I have a Cheques
and a Payees
collection, every cheque has its corresponding Payee ID
.
What I'm trying to do is to write some queries on cheques, but I need to preform the searching after populating the payee (to get the name)
const search = req.query.search || "";
const cheques = await Cheque
.find({
isCancelled: false,
dueDate: { $gte: sinceDate, $lte: tillDate }
})
.select("_id serial dueDate value payee")
.skip(page * limit)
.limit(limit)
.sort({ dueDate: -1, serial: 1 })
.populate({
path: "payee",
select: "name"
})
I guess what I'm trying do is fit this somewhere in my code,
match: {
name: { $regex: search, $options: "i" }
},
I have tried to put the match within the populate, but then it will still find all cheques even if they don't satisfy the population match but populate as null.
CodePudding user response:
I hate this answer and I hope someone is going to post a better one, but I've surfed the web for that with no luck.

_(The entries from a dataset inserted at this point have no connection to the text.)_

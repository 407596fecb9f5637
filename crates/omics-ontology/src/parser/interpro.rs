// InterPro entry list, interpro2go and protein2ipr parsers

use crate::error::Result;
use crate::models::{Term, TermId};
use serde::Deserialize;
use std::io::{BufRead, Read};
use tracing::{debug, info, warn};

/// Row of `entry.list`
#[derive(Debug, Clone, PartialEq, Eq, Deserialize)]
pub struct InterProEntry {
    #[serde(rename = "ENTRY_AC")]
    pub accession: String,

    /// Family, Domain, Homologous_superfamily, ...
    #[serde(rename = "ENTRY_TYPE")]
    pub entry_type: String,

    #[serde(rename = "ENTRY_NAME")]
    pub name: String,
}

impl InterProEntry {
    pub fn to_term(&self) -> Term {
        Term::new(self.accession.clone())
            .with_name(self.name.clone())
            .with_namespace(self.entry_type.clone())
    }
}

/// One line of `interpro2go`
#[derive(Debug, Clone, PartialEq, Eq)]
pub struct InterProGoMapping {
    pub accession: String,
    pub go_id: TermId,
    pub go_name: String,
}

/// One line of `protein2ipr.dat`: an InterPro entry matched on a protein
#[derive(Debug, Clone, PartialEq, Eq)]
pub struct InterProMatch {
    /// UniProtKB accession
    pub protein: String,
    pub accession: TermId,
    /// Member database signature behind the match
    pub signature: String,
    pub start: u32,
    pub stop: u32,
}

/// Column order of `protein2ipr.dat`, which has no header row
#[derive(Debug, Deserialize)]
struct Protein2IprRow(String, String, String, String, u32, u32);

pub struct InterProParser;

impl InterProParser {
    /// Parse the tab-separated entry list (with header row)
    pub fn parse_entries<R: Read>(reader: R) -> Result<Vec<InterProEntry>> {
        let mut csv_reader = csv::ReaderBuilder::new()
            .delimiter(b'\t')
            .flexible(true)
            .from_reader(reader);

        let entries = csv_reader
            .deserialize()
            .collect::<std::result::Result<Vec<InterProEntry>, _>>()?;

        info!(entries = entries.len(), "Parsed InterPro entry list");
        Ok(entries)
    }

    /// Parse interpro2go lines:
    /// `InterPro:IPR000003 Retinoid X receptor/HNF4 > GO:DNA binding ; GO:0003677`
    pub fn parse_interpro2go<R: BufRead>(reader: R) -> Result<Vec<InterProGoMapping>> {
        let mut mappings = Vec::new();

        for line in reader.lines() {
            let line = line?;
            let line = line.trim();
            if line.is_empty() || line.starts_with('!') {
                continue;
            }

            match Self::parse_mapping(line) {
                Some(mapping) => mappings.push(mapping),
                None => debug!(line, "Skipping malformed interpro2go line"),
            }
        }

        if mappings.is_empty() {
            warn!("interpro2go contains no mappings");
            return Ok(mappings);
        }

        info!(mappings = mappings.len(), "Parsed interpro2go");
        Ok(mappings)
    }

    /// Parse tab-separated `protein2ipr` lines:
    /// `UniProtKB-AC  ENTRY_AC  ENTRY_NAME  signature  start  stop`.
    /// Lines that do not fit the columns are skipped; read failures are errors.
    pub fn parse_protein2ipr<R: Read>(reader: R) -> Result<Vec<InterProMatch>> {
        let mut csv_reader = csv::ReaderBuilder::new()
            .delimiter(b'\t')
            .has_headers(false)
            .flexible(true)
            .quoting(false)
            .from_reader(reader);

        let mut matches = Vec::new();
        let mut skipped = 0usize;
        for row in csv_reader.deserialize::<Protein2IprRow>() {
            match row {
                Ok(Protein2IprRow(protein, accession, _name, signature, start, stop)) => {
                    matches.push(InterProMatch {
                        protein,
                        accession,
                        signature,
                        start,
                        stop,
                    });
                },
                Err(e) if e.is_io_error() => return Err(e.into()),
                Err(e) => {
                    debug!("Skipping malformed protein2ipr line: {}", e);
                    skipped += 1;
                },
            }
        }

        info!(matches = matches.len(), skipped, "Parsed protein2ipr");
        Ok(matches)
    }

    fn parse_mapping(line: &str) -> Option<InterProGoMapping> {
        let (interpro, go) = line.split_once(" > ")?;
        let accession = interpro.split_whitespace().next()?;
        let accession = accession.strip_prefix("InterPro:").unwrap_or(accession);

        let (go_name, go_id) = go.rsplit_once(';')?;
        let go_name = go_name.trim();
        let go_name = go_name.strip_prefix("GO:").unwrap_or(go_name);

        Some(InterProGoMapping {
            accession: accession.to_string(),
            go_id: go_id.trim().to_string(),
            go_name: go_name.to_string(),
        })
    }
}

The only method I was able to find is to use the $lookup
method in aggregation.
So you'll have to change your code from calling .find()
to .aggregate()
.
It's not the sad news, it's great, stable and no problems at all. but I hated that because it's going to change some patterns you might be following in your code.

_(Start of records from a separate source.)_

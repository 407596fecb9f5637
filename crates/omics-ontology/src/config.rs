// Split and application configuration

use crate::error::{OntologyError, Result};
use crate::models::{AnnotationField, EvidenceCode, TermId};
use chrono::NaiveDate;
use omics_common::logging::LogConfig;
use serde::{Deserialize, Serialize};
use std::path::Path;

/// Protein binding: too unspecific to stand alone as a training label
pub const TRIVIAL_TERM: &str = "GO:0005515";

fn date(y: i32, m: u32, d: u32) -> NaiveDate {
    NaiveDate::from_ymd_opt(y, m, d).unwrap_or_default()
}

/// Upper bound of the test window
#[derive(Debug, Clone, Copy, PartialEq, Eq, Serialize, Deserialize)]
#[serde(rename_all = "snake_case")]
pub enum TestWindow {
    /// (valid_cutoff, date]
    Until(NaiveDate),
    /// Everything after valid_cutoff
    Open,
    /// Test rows are the validation rows
    ReuseValid,
}

impl Default for TestWindow {
    fn default() -> Self {
        TestWindow::Until(date(2021, 12, 31))
    }
}

/// How the terms of one group are combined
#[derive(Debug, Clone, Copy, PartialEq, Eq, Default, Serialize, Deserialize)]
#[serde(rename_all = "kebab-case")]
pub enum Aggregation {
    /// First-seen unique terms
    #[default]
    Unique,
    /// Unique terms plus their is_a ancestors
    AddAncestors,
}

impl std::str::FromStr for Aggregation {
    type Err = String;

    fn from_str(s: &str) -> std::result::Result<Self, Self::Err> {
        match s {
            "unique" => Ok(Aggregation::Unique),
            "add-ancestors" | "add_ancestors" => Ok(Aggregation::AddAncestors),
            _ => Err(format!("Invalid aggregation: {}", s)),
        }
    }
}

/// Configuration of the temporal annotation split
#[derive(Debug, Clone, PartialEq, Eq, Serialize, Deserialize)]
#[serde(default)]
pub struct SplitConfig {
    /// Field identifying the annotated entity
    pub entity_field: AnnotationField,

    /// Extra grouping fields; the qualifier is always added
    pub group_fields: Vec<AnnotationField>,

    /// Last day of the training window
    pub train_cutoff: NaiveDate,

    /// Last day of the validation window
    pub valid_cutoff: NaiveDate,

    pub test_window: TestWindow,

    /// Evidence codes kept before splitting
    pub evidence_codes: Vec<String>,

    /// Keep only these terms (None = all)
    pub term_filter: Option<Vec<TermId>>,

    /// Positive lists holding only this term are dropped (None = keep all)
    pub trivial_term: Option<TermId>,

    pub aggregation: Aggregation,
}

impl Default for SplitConfig {
    fn default() -> Self {
        SplitConfig {
            entity_field: AnnotationField::EntitySymbol,
            group_fields: vec![AnnotationField::Qualifier],
            train_cutoff: date(2017, 6, 15),
            valid_cutoff: date(2017, 11, 15),
            test_window: TestWindow::default(),
            evidence_codes: EvidenceCode::CURATED.iter().map(|c| c.to_string()).collect(),
            term_filter: None,
            trivial_term: Some(TRIVIAL_TERM.to_string()),
            aggregation: Aggregation::Unique,
        }
    }
}

impl SplitConfig {
    pub fn builder() -> SplitConfigBuilder {
        SplitConfigBuilder::default()
    }

    pub fn from_toml_str(content: &str) -> Result<Self> {
        let config: SplitConfig = toml::from_str(content)
            .map_err(|e| OntologyError::config(format!("Invalid split config: {}", e)))?;
        config.validate()?;
        Ok(config)
    }

    pub fn from_toml_file(path: impl AsRef<Path>) -> Result<Self> {
        let content = std::fs::read_to_string(path)?;
        Self::from_toml_str(&content)
    }

    /// Grouping columns after the entity: configured fields with the qualifier
    /// appended when missing
    pub fn effective_group_fields(&self) -> Vec<AnnotationField> {
        let mut fields: Vec<AnnotationField> = Vec::new();
        for field in &self.group_fields {
            if *field != self.entity_field && !fields.contains(field) {
                fields.push(*field);
            }
        }
        if !fields.contains(&AnnotationField::Qualifier) {
            fields.push(AnnotationField::Qualifier);
        }
        fields
    }

    /// Validate configuration
    pub fn validate(&self) -> Result<()> {
        if self.train_cutoff >= self.valid_cutoff {
            return Err(OntologyError::config(format!(
                "train_cutoff ({}) must be before valid_cutoff ({})",
                self.train_cutoff, self.valid_cutoff
            )));
        }

        if let TestWindow::Until(test_cutoff) = self.test_window {
            if test_cutoff <= self.valid_cutoff {
                return Err(OntologyError::config(format!(
                    "test cutoff ({}) must be after valid_cutoff ({})",
                    test_cutoff, self.valid_cutoff
                )));
            }
        }

        if self.evidence_codes.is_empty() {
            return Err(OntologyError::config("evidence_codes cannot be empty"));
        }

        if self.entity_field == AnnotationField::TermId {
            return Err(OntologyError::config("entity_field cannot be the term column"));
        }

        Ok(())
    }
}

/// Builder for SplitConfig
#[derive(Debug, Default)]
pub struct SplitConfigBuilder {
    entity_field: Option<AnnotationField>,
    group_fields: Option<Vec<AnnotationField>>,
    train_cutoff: Option<NaiveDate>,
    valid_cutoff: Option<NaiveDate>,
    test_window: Option<TestWindow>,
    evidence_codes: Option<Vec<String>>,
    term_filter: Option<Vec<TermId>>,
    trivial_term: Option<Option<TermId>>,
    aggregation: Option<Aggregation>,
}

impl SplitConfigBuilder {
    pub fn entity_field(mut self, field: AnnotationField) -> Self {
        self.entity_field = Some(field);
        self
    }

    pub fn group_fields(mut self, fields: Vec<AnnotationField>) -> Self {
        self.group_fields = Some(fields);
        self
    }

    pub fn train_cutoff(mut self, date: NaiveDate) -> Self {
        self.train_cutoff = Some(date);
        self
    }

    pub fn valid_cutoff(mut self, date: NaiveDate) -> Self {
        self.valid_cutoff = Some(date);
        self
    }

    pub fn test_window(mut self, window: TestWindow) -> Self {
        self.test_window = Some(window);
        self
    }

    pub fn evidence_codes(mut self, codes: Vec<String>) -> Self {
        self.evidence_codes = Some(codes);
        self
    }

    pub fn term_filter(mut self, terms: Vec<TermId>) -> Self {
        self.term_filter = Some(terms);
        self
    }

    pub fn trivial_term(mut self, term: Option<TermId>) -> Self {
        self.trivial_term = Some(term);
        self
    }

    pub fn aggregation(mut self, aggregation: Aggregation) -> Self {
        self.aggregation = Some(aggregation);
        self
    }

    pub fn build(self) -> SplitConfig {
        let default = SplitConfig::default();

        SplitConfig {
            entity_field: self.entity_field.unwrap_or(default.entity_field),
            group_fields: self.group_fields.unwrap_or(default.group_fields),
            train_cutoff: self.train_cutoff.unwrap_or(default.train_cutoff),
            valid_cutoff: self.valid_cutoff.unwrap_or(default.valid_cutoff),
            test_window: self.test_window.unwrap_or(default.test_window),
            evidence_codes: self.evidence_codes.unwrap_or(default.evidence_codes),
            term_filter: self.term_filter.or(default.term_filter),
            trivial_term: self.trivial_term.unwrap_or(default.trivial_term),
            aggregation: self.aggregation.unwrap_or(default.aggregation),
        }
    }
}

/// Top-level TOML file for the command line tool
#[derive(Debug, Clone, Default, Serialize, Deserialize)]
#[serde(default)]
pub struct AppConfig {
    pub logging: LogConfig,
    pub split: SplitConfig,
}

impl AppConfig {
    pub fn from_toml_file(path: impl AsRef<Path>) -> Result<Self> {
        let content = std::fs::read_to_string(path)?;
        let config: AppConfig = toml::from_str(&content)
            .map_err(|e| OntologyError::config(format!("Invalid config file: {}", e)))?;
        config.split.validate()?;
        Ok(config)
    }
}

#[cfg(test)]
#[allow(clippy::unwrap_used, clippy::expect_used)]
mod tests {
    use super::*;
    use std::io::Write;

    #[test]
    fn test_defaults() {
        let config = SplitConfig::default();
        assert_eq!(config.train_cutoff, date(2017, 6, 15));
        assert_eq!(config.valid_cutoff, date(2017, 11, 15));
        assert_eq!(config.test_window, TestWindow::Until(date(2021, 12, 31)));
        assert_eq!(config.evidence_codes.len(), 8);
        assert_eq!(config.trivial_term.as_deref(), Some(TRIVIAL_TERM));
        assert!(config.validate().is_ok());
    }

    #[test]
    fn test_builder() {
        let config = SplitConfig::builder()
            .entity_field(AnnotationField::EntityId)
            .test_window(TestWindow::Open)
            .trivial_term(None)
            .build();
        assert_eq!(config.entity_field, AnnotationField::EntityId);
        assert_eq!(config.test_window, TestWindow::Open);
        assert_eq!(config.trivial_term, None);
        assert_eq!(config.train_cutoff, date(2017, 6, 15));
    }

    #[test]
    fn test_validate_rejects_unordered_cutoffs() {
        let config = SplitConfig::builder()
            .train_cutoff(date(2018, 1, 1))
            .valid_cutoff(date(2017, 1, 1))
            .build();
        assert!(matches!(config.validate(), Err(OntologyError::Config(_))));

        let config = SplitConfig::builder()
            .test_window(TestWindow::Until(date(2017, 11, 15)))
            .build();
        assert!(config.validate().is_err());

        let config = SplitConfig::builder().evidence_codes(vec![]).build();
        assert!(config.validate().is_err());
    }

    #[test]
    fn test_effective_group_fields_always_has_qualifier() {
        let config = SplitConfig::builder()
            .group_fields(vec![AnnotationField::Aspect, AnnotationField::EntitySymbol])
            .build();
        assert_eq!(
            config.effective_group_fields(),
            vec![AnnotationField::Aspect, AnnotationField::Qualifier]
        );
    }

    #[test]
    fn test_from_toml() {
        let config = SplitConfig::from_toml_str(
            r#"
entity_field = "gene_id"
group_fields = ["Qualifier", "aspect"]
train_cutoff = "2016-01-01"
test_window = "open"
aggregation = "add-ancestors"
"#,
        )
        .unwrap();
        assert_eq!(config.entity_field, AnnotationField::EntityId);
        assert_eq!(config.train_cutoff, date(2016, 1, 1));
        assert_eq!(config.valid_cutoff, date(2017, 11, 15));
        assert_eq!(config.test_window, TestWindow::Open);
        assert_eq!(config.aggregation, Aggregation::AddAncestors);

        let until = SplitConfig::from_toml_str("test_window = { until = \"2020-01-01\" }").unwrap();
        assert_eq!(until.test_window, TestWindow::Until(date(2020, 1, 1)));

        assert!(SplitConfig::from_toml_str("train_cutoff = 3").is_err());
    }

    #[test]
    fn test_app_config_file() {
        let mut file = tempfile::NamedTempFile::new().unwrap();
        writeln!(file, "[logging]\nlevel = \"debug\"\n\n[split]\ntest_window = \"reuse_valid\"").unwrap();

        let config = AppConfig::from_toml_file(file.path()).unwrap();
        assert_eq!(config.split.test_window, TestWindow::ReuseValid);
        assert_eq!(config.logging.log_file_prefix, "omics");
    }
}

const search = req.query.search || "";
const cheques = await Cheque
.aggregate([
{
$lookup: { // similar to .populate() in mongoose
from: 'payees', // the other collection name
localField: 'payee', // the field referencing the other collection in the curent collection
foreignField: '_id', // the name of the column where the cell in the current collection can be found in the other collection
as: 'payee' // the field you want to place the db response in. this will overwrite payee id with the actual document in the response (it only writes to the response, not on the database, no worries)
},
{ // this is where you'll place your filter object you used to place inside .find()
$match: {
isCancelled: false,
dueDate: { $gte: sinceDate, $lte: tillDate }
'payee.branch': 'YOUR_FILTER', // this is how you access the actual object from the other collection after population, using the dot notation but inside a string.
}
},
{ // this is similar to .select()
$project: {_id: 1, serial: 1, dueDate: 1, value: 1, payee: 1}
},
{
$unwind: '$payee' // this picks the only object in the field payee: [ { payeeDoc } ] --> { payeeDoc }
}
])
.skip(page * limit)
.limit(limit)
.sort({ dueDate: -1, serial: 1 })
Notice how you can no longer chain .select()
and .populate()
on the model query the way you used to do it on .find()
, because now you're using .aggregate()
which returns a different class instance in mongoose.
- you can call
.projcet()
instead of doing it inside the aggregation array if you want to, but as far as I know, you can't use the.select()
method.
My opinion-based solution to this problem is to include the payee information you need for filtering in the Cheque collection.
In my senario, this happen when I was filtering for the sake of my users-roles and permissions, so someone can not see what another one is seeing.
It's up to you, but this makes it easier later when you want to generate the reports (I assume you're working on a payment service).
CodePudding user response:
The populate()
feature provided by mongoose first fetches all the Cheques
with given conditions and then makes another query to payee
with _id
s to populate the fields you wanted.
https://mongoosejs.com/docs/api.html#query_Query-populate
by putting match in populate you're filtering which cheques need to be populated but not the cheques themselves.
A simple solution for this is to filter the cheques which are populated as null and return them for your use.
If you see more queries of this sort and/or the collection is huge, it's better you add the payee name in the Cheques collection itself if that fits your purpose.